Modulus bounded by Nevanlinna characteristic in several variables Let $f:\mathbb{C}^n\to\mathbb{C}$ be an entire holomorphic function of $n$ complex variables. Then its Nevannlinna characteristic equals
$$
m_f(r)=\int_{\partial B(r)}\log^+|f(z)|d\eta(z),\quad\forall r>0,
$$
where $\partial B(r)$ is the sphere of radius $r$ and $\eta$ is the normalized Euclidean measure on it. In the $n=1$ case one can deduce from Poisson-Jensen formula that the following estimate holds (e.g., Levin p. 13),
$$
\log|f(z)|\le\frac{r+|z|}{r-|z|}m_f(r),\quad\forall |z|<r.
$$
I am looking for an analogous estimate of the modulus in terms of the Nevanlinna characteristic for $n>1$. But all various Poisson/Jensen/Nevanlinna formulae I have seen so far work with $n$-dimensional real hypersurfaces $\partial D$ (Bergman-Shilov boundaries etc.) rather than with the natural $2n-1$-dimension sphere $\partial B(r)$, and are thus of no use for me.
Question: Does there exist a similar estimate for $n>1$, and where can I find it?

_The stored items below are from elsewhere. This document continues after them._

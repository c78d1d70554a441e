//! MongoDB backend.
//!
//! ```rust,no_run
//! use fixture_set::backend::mongodb::MongoBackend;
//!
//! # async fn example() -> Result<(), Box<dyn std::error::Error>> {
//! let backend = MongoBackend::connect("mongodb://localhost:27017", "app_test").await?;
//! # Ok(())
//! # }
//! ```

use std::sync::Arc;

use async_trait::async_trait;
use bson::{Bson, doc};
use mongodb::{Client, Database};
use serde_json::Value;

use super::{Document, DocumentBackend};
use crate::error::{FixtureError, FixtureResult};

/// Document backend over a MongoDB database.
#[derive(Clone)]
pub struct MongoBackend {
	client: Arc<Client>,
	database_name: String,
}

impl MongoBackend {
	/// Connects using a connection string and selects `database`.
	pub async fn connect(url: &str, database: impl Into<String>) -> FixtureResult<Self> {
		let client = Client::with_uri_str(url)
			.await
			.map_err(|e| FixtureError::BackendError(e.to_string()))?;

		Ok(Self::from_client(client, database))
	}

	/// Wraps an existing client.
	pub fn from_client(client: Client, database: impl Into<String>) -> Self {
		Self {
			client: Arc::new(client),
			database_name: database.into(),
		}
	}

	/// Name of the selected database.
	pub fn database_name(&self) -> &str {
		&self.database_name
	}

	fn database(&self) -> Database {
		self.client.database(&self.database_name)
	}
}

fn to_bson(document: &Document) -> FixtureResult<bson::Document> {
	bson::to_document(document).map_err(|e| FixtureError::BackendError(e.to_string()))
}

fn from_bson(document: bson::Document) -> FixtureResult<Document> {
	match Bson::Document(document).into_relaxed_extjson() {
		Value::Object(map) => Ok(map),
		other => Err(FixtureError::BackendError(format!(
			"expected a document, got {}",
			other
		))),
	}
}

fn bson_id_to_string(id: Bson) -> String {
	match id {
		Bson::ObjectId(oid) => oid.to_hex(),
		Bson::String(s) => s,
		other => other.to_string(),
	}
}

#[async_trait]
impl DocumentBackend for MongoBackend {
	async fn find_one(&self, collection: &str, filter: Document) -> FixtureResult<Option<Document>> {
		let coll = self.database().collection::<bson::Document>(collection);

		let found = coll
			.find_one(to_bson(&filter)?)
			.await
			.map_err(|e| FixtureError::BackendError(e.to_string()))?;

		found.map(from_bson).transpose()
	}

	async fn insert_many(
		&self,
		collection: &str,
		documents: Vec<Document>,
	) -> FixtureResult<Vec<String>> {
		if documents.is_empty() {
			return Ok(Vec::new());
		}

		let coll = self.database().collection::<bson::Document>(collection);
		let documents = documents
			.iter()
			.map(to_bson)
			.collect::<FixtureResult<Vec<_>>>()?;

		let result = coll
			.insert_many(documents)
			.await
			.map_err(|e| FixtureError::BackendError(e.to_string()))?;

		let mut ids: Vec<(usize, Bson)> = result.inserted_ids.into_iter().collect();
		ids.sort_by_key(|(index, _)| *index);
		Ok(ids
			.into_iter()
			.map(|(_, id)| bson_id_to_string(id))
			.collect())
	}

	async fn delete_many(&self, collection: &str, filter: Document) -> FixtureResult<u64> {
		let coll = self.database().collection::<bson::Document>(collection);

		let result = coll
			.delete_many(to_bson(&filter)?)
			.await
			.map_err(|e| FixtureError::BackendError(e.to_string()))?;

		Ok(result.deleted_count)
	}

	async fn update_one(
		&self,
		collection: &str,
		filter: Document,
		fields: Document,
	) -> FixtureResult<u64> {
		let coll = self.database().collection::<bson::Document>(collection);

		let result = coll
			.update_one(to_bson(&filter)?, doc! { "$set": to_bson(&fields)? })
			.await
			.map_err(|e| FixtureError::BackendError(e.to_string()))?;

		Ok(result.matched_count)
	}
}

To be more precise, I am looking for an estimate of the form
$$
\log|f(z)|\le F\left(\frac{\|z\|}r\right)m_f(r),\quad\forall z\in\mathbb{C}^n,\quad\forall r>0\quad\mbox{s.t.}\quad c_1<\frac{\|z\|}r<c_2,
$$
$$
F:(c_1,c_2)\to\mathbb{R}_+,\quad c_1,c_2\in\mathbb{R}_+.
$$
Here $F$, $c_1$ and $c_2$ may depend on $f$, if it helps. Thank you.
 A: I belive the following should work: basically the only thing we know is 2-dimensional estimate that you wrote (I'll always talk about real dimension to avoid ambiguity). Then to get estimate of $\log |f(z_0)|$ in terms of $\int_{\partial B(r)} \log^{+}|f(z)|d\eta(z)$ let's take average over all 2-dimensional planes passing through $z_0$. First of all all sections by these planes are 2-dimensional disks and $z_0$ is not to close to its boundary, so that we have something like $\log |f(z_0)| \le G\left(\frac{||z_0||}{r}\right) m_{f}(T) $, where $m_f(T)$ is Nevannlinna characteristic in the section by 2-dimensional plane $T$ (actually, distance from $z_0$ to the sphere and therefore to the circle is at least $r - ||z_0||$ while radius of all circles is at most $r$). Finally it is not very hard to convince oneself that when you average all $T$'s every point on the $\partial B(r)$ will contribute to the result with coefficient bounded by some other $H\left(\frac{||z_0||}{r}\right)$ and we therefore get the desired bound with $F(t) = G(t)H(t)$.